FILE - Rev. Reginald Silencieux, right, leads a worship service at the First Haitian Evangelical Church of Springfield, Feb. 1, 2026, in Springfield, Ohio. (AP Photo/Luis Andres Henao, file)

FILE - Carl Ruby, pastor at Central Christian Church, hugs Lindsay Aime during service, on Sept. 15, 2024, in Springfield, Ohio. (AP Photo/Jessie Wardarski)

FILE - Carl Ruby, pastor at Central Christian Church, hugs Lindsay Aime during service, on Sept. 15, 2024, in Springfield, Ohio. (AP Photo/Jessie Wardarski)

FILE - Faith leaders from across the United States sing together as a sign of support for Haitian migrants fearing the end of their Temporary Protected Status in the U.S., at an event held at St. John Missionary Baptist Church in Springfield, Ohio, on Feb. 2, 2026. (AP Photo/Luis Andres Henao, file)
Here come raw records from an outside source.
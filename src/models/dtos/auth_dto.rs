use serde::{Deserialize, Serialize};
use validator::Validate;

#[derive(Debug, Deserialize, Validate)]
pub struct RegisterRequest {
    #[validate(length(min = 1, message = "Full name must not be empty"))]
    pub full_name: String,

    #[validate(email)]
    pub email: String,

    pub mobile_no: String,

    pub bvn: String,

    pub nin: String,

    /// Date of birth, YYYY-MM-DD.
    pub dob: String,

    #[validate(length(min = 8, message = "Password must be at least 8 characters long"))]
    pub password: String,
}

impl RegisterRequest {
    pub fn normalize(mut self) -> Self {
        self.email = self.email.trim().to_lowercase();
        self.full_name = self.full_name.trim().to_string();
        self
    }
}

#[derive(Debug, Serialize)]
pub struct RegisterResponse {
    pub user_id: i32,
    pub email: String,
}

/// The identifier field is interpreted according to the configured
/// login identifier (mobile number by default, email when selected).
#[derive(Debug, Deserialize)]
pub struct LoginRequest {
    pub identifier: String,
    pub password: String,
}

#[derive(Debug, Serialize)]
pub struct LoginResponse {
    pub user_id: i32,
    pub full_name: String,
}
use crate::error::ApiError;
use crate::models::app_config::LoginIdentifier;
use crate::models::app_state::AppState;
use crate::models::dtos::auth_dto::{
    LoginRequest, LoginResponse, RegisterRequest, RegisterResponse,
};
use crate::models::entities::user::{NewUser, User};
use crate::repositories::user_repository::UserRepository;
use tracing::{error, info, warn};
use validator::Validate;

pub struct AuthService;

impl AuthService {
    pub async fn register(
        state: &AppState,
        payload: RegisterRequest,
    ) -> Result<RegisterResponse, ApiError> {
        let payload = payload.normalize();
        payload.validate()?;

        let password_hash = bcrypt::hash(&payload.password, bcrypt::DEFAULT_COST)?;

        let mut conn = state.db.get().map_err(|_| {
            error!("auth.register: failed to acquire db connection");
            ApiError::DatabaseConnection("Database unavailable".into())
        })?;

        let user = UserRepository::create(
            &mut conn,
            NewUser {
                full_name: &payload.full_name,
                email: &payload.email,
                mobile_no: &payload.mobile_no,
                bvn: &payload.bvn,
                nin: &payload.nin,
                dob: &payload.dob,
                password_hash: &password_hash,
            },
        )?;

        info!(user_id = user.id, email = %user.email, "User registered");

        Ok(RegisterResponse {
            user_id: user.id,
            email: user.email,
        })
    }

    pub async fn login(state: &AppState, payload: LoginRequest) -> Result<LoginResponse, ApiError> {
        let mut conn = state.db.get().map_err(|_| {
            error!("auth.login: failed to acquire db connection");
            ApiError::DatabaseConnection("Database unavailable".into())
        })?;

        let user = match state.config.login_identifier {
            LoginIdentifier::Mobile => {
                UserRepository::find_by_mobile(&mut conn, &payload.identifier)?
            }
            LoginIdentifier::Email => UserRepository::find_by_email(
                &mut conn,
                &payload.identifier.trim().to_lowercase(),
            )?,
        };

        Self::verify_password(&payload.password, user.as_ref())?;

        let user = user.ok_or_else(|| ApiError::Unauthorized("Invalid credentials".into()))?;

        info!(user_id = user.id, "User signed in");

        Ok(LoginResponse {
            user_id: user.id,
            full_name: user.full_name,
        })
    }

    fn verify_password(password: &str, user: Option<&User>) -> Result<(), ApiError> {
        let Some(user) = user else {
            // hash something so an unknown identifier costs as much as a mismatch
            let _ = bcrypt::hash(password, bcrypt::DEFAULT_COST);
            warn!("auth.login: unknown identifier");
            return Err(ApiError::Unauthorized("Invalid credentials".into()));
        };

        if !bcrypt::verify(password, &user.password_hash)? {
            warn!("auth.login: invalid credentials");
            return Err(ApiError::Unauthorized("Invalid credentials".into()));
        }

        Ok(())
    }
}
FILE - Faith leaders from across the United States sing together as a sign of support for Haitian migrants fearing the end of their Temporary Protected Status in the U.S., at an event held at St. John Missionary Baptist Church in Springfield, Ohio, on Feb. 2, 2026. (AP Photo/Luis Andres Henao, file)

FILE - Jean-Michel Gisnel cries out while praying with other congregants at the First Haitian Evangelical Church of Springfield, Jan. 26, 2025, in Springfield, Ohio. (AP Photo/Luis Andres Henao, file)
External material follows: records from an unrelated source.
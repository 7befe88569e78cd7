use diesel::{Associations, Identifiable, Insertable, Queryable};
use serde::Serialize;

#[derive(Debug, Clone, Queryable, Identifiable, Associations, Serialize)]
#[diesel(table_name = crate::schema::wallets)]
#[diesel(belongs_to(crate::models::entities::user::User))]
pub struct Wallet {
    pub id: i32,
    pub user_id: i32,
    pub account_reference: String,
    pub balance: f64,
}

#[derive(Insertable)]
#[diesel(table_name = crate::schema::wallets)]
pub struct NewWallet<'a> {
    pub user_id: i32,
    pub account_reference: &'a str,
}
FILE - Jean-Michel Gisnel cries out while praying with other congregants at the First Haitian Evangelical Church of Springfield, Jan. 26, 2025, in Springfield, Ohio. (AP Photo/Luis Andres Henao, file)
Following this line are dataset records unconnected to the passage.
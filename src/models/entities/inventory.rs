use diesel::{Associations, Identifiable, Insertable, Queryable};
use serde::Serialize;

#[derive(Debug, Clone, Queryable, Identifiable, Serialize)]
#[diesel(table_name = crate::schema::inventory_items)]
pub struct InventoryItem {
    pub id: String,
    pub name: String,
}

#[derive(Insertable)]
#[diesel(table_name = crate::schema::inventory_items)]
pub struct NewInventoryItem<'a> {
    pub id: &'a str,
    pub name: &'a str,
}

/// One cost layer for an item. Batches are append-only; adding a batch
/// never mutates earlier ones.
#[derive(Debug, Clone, Queryable, Identifiable, Associations, Serialize)]
#[diesel(table_name = crate::schema::inventory_batches)]
#[diesel(belongs_to(InventoryItem, foreign_key = inventory_item_id))]
pub struct InventoryBatch {
    pub id: i32,
    pub inventory_item_id: String,
    pub quantity: i32,
    pub unit_price: f64,
}

#[derive(Insertable)]
#[diesel(table_name = crate::schema::inventory_batches)]
pub struct NewInventoryBatch<'a> {
    pub inventory_item_id: &'a str,
    pub quantity: i32,
    pub unit_price: f64,
}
FILE - Members of the Haitian community, from left, Lindsay Aime, James Fleurijean, Rose-Thamar Joseph, Harold Herard, and Viles Dorsainvil, stand for worship with Carl Ruby, pastor at Central Christian Church, in Springfield, Ohio, on Sept. 15, 2024. (AP Photo/Jessie Wardarski, file)

FILE - Members of the Haitian community, from left, Lindsay Aime, James Fleurijean, Rose-Thamar Joseph, Harold Herard, and Viles Dorsainvil, stand for worship with Carl Ruby, pastor at Central Christian Church, in Springfield, Ohio, on Sept. 15, 2024. (AP Photo/Jessie Wardarski, file)

Reginald Silencieux, pastor of the First Haitian Evangelical Church, and Carl Ruby, pastor of Central Christian Church, share a common cause — and a mutual respect for one another. They both stood up for Haitians when Trump falsely accused Springfield’s Haitian migrants of eating their neighbors’ cats and dogs in 2024.

They offered them shelter in their churches and invited community members to join in prayer and peaceful protest of the false rumors that exacerbated anti-immigrant fears.

In the weeks after Trump’s comments, schools, government buildings and the homes of elected officials received dozens of bomb threats. Ruby and Silencieux were targeted, too. Still, they persevered.

They’ve held trainings to document and protest potential immigration enforcement raids, provided legal aid and food, and continued offering worship services in Creole and English-language classes.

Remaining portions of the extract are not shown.